» WORK TO BE COMPLETED: Each line of the entries, from the first to the line containing "pub fn announce(&self, id: PeerId, transport: impl", is to be transcribed exactly as it stands; include no other lines.

Saved data entries:
════════════════
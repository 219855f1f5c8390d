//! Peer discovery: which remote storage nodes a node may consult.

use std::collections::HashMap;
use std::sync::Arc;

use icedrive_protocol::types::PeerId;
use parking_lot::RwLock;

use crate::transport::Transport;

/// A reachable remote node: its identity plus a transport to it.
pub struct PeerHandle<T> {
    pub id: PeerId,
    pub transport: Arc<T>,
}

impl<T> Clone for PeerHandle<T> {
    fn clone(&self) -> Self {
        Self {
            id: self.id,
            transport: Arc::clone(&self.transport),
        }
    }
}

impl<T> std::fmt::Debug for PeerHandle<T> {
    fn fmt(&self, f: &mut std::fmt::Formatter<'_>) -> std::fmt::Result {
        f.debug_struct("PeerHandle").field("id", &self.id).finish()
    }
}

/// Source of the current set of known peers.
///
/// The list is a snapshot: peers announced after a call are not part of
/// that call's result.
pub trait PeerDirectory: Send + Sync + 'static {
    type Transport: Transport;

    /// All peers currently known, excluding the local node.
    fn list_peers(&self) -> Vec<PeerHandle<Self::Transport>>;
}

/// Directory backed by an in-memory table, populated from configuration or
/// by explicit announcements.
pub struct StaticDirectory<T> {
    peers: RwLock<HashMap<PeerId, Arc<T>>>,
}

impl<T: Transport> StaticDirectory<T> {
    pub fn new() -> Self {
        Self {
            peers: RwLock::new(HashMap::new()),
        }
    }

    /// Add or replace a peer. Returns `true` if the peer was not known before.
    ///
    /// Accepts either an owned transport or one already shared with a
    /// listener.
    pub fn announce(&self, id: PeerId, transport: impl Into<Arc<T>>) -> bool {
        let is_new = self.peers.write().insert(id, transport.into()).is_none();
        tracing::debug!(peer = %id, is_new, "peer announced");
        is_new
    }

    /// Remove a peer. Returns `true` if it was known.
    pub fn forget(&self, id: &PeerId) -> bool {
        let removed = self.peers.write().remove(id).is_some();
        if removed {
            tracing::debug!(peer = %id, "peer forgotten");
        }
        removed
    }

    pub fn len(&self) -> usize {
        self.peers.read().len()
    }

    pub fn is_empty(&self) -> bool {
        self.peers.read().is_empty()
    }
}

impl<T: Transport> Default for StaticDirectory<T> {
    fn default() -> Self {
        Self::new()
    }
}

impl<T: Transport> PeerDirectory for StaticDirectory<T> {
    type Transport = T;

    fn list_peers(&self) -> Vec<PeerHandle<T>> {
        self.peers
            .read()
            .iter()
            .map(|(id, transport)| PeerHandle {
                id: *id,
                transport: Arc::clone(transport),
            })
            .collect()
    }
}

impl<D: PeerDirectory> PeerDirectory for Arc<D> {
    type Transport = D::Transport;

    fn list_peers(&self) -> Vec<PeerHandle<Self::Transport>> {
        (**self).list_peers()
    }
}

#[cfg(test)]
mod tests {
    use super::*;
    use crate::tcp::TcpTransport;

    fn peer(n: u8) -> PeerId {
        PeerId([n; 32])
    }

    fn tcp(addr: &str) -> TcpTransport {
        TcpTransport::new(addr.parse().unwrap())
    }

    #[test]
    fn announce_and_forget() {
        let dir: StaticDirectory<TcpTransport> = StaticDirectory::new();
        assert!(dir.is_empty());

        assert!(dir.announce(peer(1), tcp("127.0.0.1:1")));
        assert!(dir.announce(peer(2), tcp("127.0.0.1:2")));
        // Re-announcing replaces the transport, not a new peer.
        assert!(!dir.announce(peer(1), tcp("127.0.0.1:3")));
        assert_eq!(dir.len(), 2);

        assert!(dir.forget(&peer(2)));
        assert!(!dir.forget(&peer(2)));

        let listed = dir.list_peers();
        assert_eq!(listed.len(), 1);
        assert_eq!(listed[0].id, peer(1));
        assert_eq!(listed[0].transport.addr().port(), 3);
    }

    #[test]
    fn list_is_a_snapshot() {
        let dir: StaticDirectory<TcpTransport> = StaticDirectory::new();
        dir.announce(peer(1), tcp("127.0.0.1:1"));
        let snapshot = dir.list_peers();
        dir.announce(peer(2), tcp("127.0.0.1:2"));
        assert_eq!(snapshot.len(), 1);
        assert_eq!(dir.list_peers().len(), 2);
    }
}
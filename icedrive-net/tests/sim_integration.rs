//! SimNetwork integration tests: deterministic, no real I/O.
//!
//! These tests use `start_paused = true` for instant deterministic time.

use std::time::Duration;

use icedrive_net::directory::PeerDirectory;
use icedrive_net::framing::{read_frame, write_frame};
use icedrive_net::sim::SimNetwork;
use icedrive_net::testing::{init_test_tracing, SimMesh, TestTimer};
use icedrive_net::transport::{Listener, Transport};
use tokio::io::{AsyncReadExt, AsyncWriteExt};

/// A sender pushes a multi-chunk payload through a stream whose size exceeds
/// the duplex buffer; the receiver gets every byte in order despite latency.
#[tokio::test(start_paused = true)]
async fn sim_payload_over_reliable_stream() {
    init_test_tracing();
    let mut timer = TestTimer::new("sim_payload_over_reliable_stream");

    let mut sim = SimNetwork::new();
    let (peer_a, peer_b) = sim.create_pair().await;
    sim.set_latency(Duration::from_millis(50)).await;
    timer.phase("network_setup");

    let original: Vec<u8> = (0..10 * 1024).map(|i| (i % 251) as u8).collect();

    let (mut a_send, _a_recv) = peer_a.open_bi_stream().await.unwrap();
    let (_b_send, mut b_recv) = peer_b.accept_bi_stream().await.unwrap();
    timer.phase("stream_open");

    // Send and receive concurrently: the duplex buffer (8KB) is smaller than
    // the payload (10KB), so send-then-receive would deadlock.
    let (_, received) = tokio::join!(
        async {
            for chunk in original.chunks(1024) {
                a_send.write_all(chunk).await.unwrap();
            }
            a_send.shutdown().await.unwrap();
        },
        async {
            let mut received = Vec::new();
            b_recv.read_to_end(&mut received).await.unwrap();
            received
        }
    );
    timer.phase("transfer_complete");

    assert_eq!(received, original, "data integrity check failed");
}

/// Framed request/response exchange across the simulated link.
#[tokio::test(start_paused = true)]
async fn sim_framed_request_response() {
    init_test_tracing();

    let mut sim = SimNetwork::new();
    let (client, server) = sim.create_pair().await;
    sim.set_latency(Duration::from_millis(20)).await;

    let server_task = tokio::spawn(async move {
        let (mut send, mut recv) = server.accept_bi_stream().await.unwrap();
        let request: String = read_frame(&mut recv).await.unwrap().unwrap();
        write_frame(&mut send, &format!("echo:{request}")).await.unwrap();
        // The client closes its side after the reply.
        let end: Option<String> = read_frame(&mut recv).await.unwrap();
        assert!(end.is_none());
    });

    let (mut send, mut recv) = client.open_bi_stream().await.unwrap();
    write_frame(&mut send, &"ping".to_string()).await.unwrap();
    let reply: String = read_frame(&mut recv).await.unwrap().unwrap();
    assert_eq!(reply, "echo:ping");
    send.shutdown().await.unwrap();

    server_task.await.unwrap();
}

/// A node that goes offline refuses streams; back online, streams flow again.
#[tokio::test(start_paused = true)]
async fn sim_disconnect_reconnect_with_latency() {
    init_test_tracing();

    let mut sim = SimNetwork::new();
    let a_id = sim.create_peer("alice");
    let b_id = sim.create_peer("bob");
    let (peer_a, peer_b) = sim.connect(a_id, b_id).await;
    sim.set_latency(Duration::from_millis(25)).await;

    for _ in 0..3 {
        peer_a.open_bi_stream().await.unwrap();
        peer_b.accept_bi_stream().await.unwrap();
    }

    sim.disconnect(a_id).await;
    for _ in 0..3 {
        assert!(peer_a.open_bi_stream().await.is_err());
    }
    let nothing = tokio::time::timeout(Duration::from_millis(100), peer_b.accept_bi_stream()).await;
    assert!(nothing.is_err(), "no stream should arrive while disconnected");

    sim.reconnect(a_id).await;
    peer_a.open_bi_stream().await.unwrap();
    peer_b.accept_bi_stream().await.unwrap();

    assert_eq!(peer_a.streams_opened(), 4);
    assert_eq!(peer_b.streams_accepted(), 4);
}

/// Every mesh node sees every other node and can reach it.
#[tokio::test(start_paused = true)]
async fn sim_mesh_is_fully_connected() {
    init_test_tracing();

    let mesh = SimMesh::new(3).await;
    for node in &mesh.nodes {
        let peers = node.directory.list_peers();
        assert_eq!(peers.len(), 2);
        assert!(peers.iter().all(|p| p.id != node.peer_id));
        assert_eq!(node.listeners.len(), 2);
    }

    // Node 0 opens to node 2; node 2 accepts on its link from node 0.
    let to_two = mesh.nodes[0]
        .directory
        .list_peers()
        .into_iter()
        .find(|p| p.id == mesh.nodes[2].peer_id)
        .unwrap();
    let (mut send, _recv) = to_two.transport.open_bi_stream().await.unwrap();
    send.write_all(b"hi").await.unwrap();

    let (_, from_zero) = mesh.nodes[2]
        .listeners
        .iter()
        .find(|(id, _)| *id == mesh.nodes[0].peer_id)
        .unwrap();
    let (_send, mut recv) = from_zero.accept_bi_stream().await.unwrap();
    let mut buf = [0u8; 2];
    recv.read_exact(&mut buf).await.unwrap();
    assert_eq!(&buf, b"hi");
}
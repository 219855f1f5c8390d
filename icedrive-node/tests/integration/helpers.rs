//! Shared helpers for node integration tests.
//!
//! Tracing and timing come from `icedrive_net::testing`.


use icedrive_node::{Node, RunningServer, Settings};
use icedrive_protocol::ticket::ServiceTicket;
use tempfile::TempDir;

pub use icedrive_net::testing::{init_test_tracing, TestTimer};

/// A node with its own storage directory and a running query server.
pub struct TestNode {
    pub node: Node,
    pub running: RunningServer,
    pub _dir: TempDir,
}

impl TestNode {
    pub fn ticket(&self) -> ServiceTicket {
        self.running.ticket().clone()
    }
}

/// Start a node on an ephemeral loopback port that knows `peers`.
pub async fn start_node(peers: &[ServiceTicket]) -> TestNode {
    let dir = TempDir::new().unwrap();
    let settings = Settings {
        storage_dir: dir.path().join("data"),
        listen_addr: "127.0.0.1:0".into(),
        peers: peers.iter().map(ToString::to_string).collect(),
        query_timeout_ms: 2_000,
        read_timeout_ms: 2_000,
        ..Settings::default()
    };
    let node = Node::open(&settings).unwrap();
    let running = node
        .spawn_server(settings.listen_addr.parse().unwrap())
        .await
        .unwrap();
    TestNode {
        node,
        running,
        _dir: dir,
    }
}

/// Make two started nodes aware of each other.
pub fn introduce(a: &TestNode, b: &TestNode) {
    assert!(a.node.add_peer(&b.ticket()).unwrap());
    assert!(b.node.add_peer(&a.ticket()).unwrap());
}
════════════════
» OUTPUT FOR THIS EXERCISE:
repository 219855f1f5c8390d
//! Peer discovery: which remote storage nodes a node may consult.

use std::collections::HashMap;
use std::sync::Arc;

use icedrive_protocol::types::PeerId;
use parking_lot::RwLock;

use crate::transport::Transport;

/// A reachable remote node: its identity plus a transport to it.
pub struct PeerHandle<T> {
    pub id: PeerId,
    pub transport: Arc<T>,
}

impl<T> Clone for PeerHandle<T> {
    fn clone(&self) -> Self {
        Self {
            id: self.id,
            transport: Arc::clone(&self.transport),
        }
    }
}

impl<T> std::fmt::Debug for PeerHandle<T> {
    fn fmt(&self, f: &mut std::fmt::Formatter<'_>) -> std::fmt::Result {
        f.debug_struct("PeerHandle").field("id", &self.id).finish()
    }
}

/// Source of the current set of known peers.
///
/// The list is a snapshot: peers announced after a call are not part of
/// that call's result.
pub trait PeerDirectory: Send + Sync + 'static {
    type Transport: Transport;

    /// All peers currently known, excluding the local node.
    fn list_peers(&self) -> Vec<PeerHandle<Self::Transport>>;
}

/// Directory backed by an in-memory table, populated from configuration or
/// by explicit announcements.
pub struct StaticDirectory<T> {
    peers: RwLock<HashMap<PeerId, Arc<T>>>,
}

impl<T: Transport> StaticDirectory<T> {
    pub fn new() -> Self {
        Self {
            peers: RwLock::new(HashMap::new()),
        }
    }

    /// Add or replace a peer. Returns `true` if the peer was not known before.
    ///
    /// Accepts either an owned transport or one already shared with a
    /// listener.
    pub fn announce(&self, id: PeerId, transport: impl Into<Arc<T>>) -> bool {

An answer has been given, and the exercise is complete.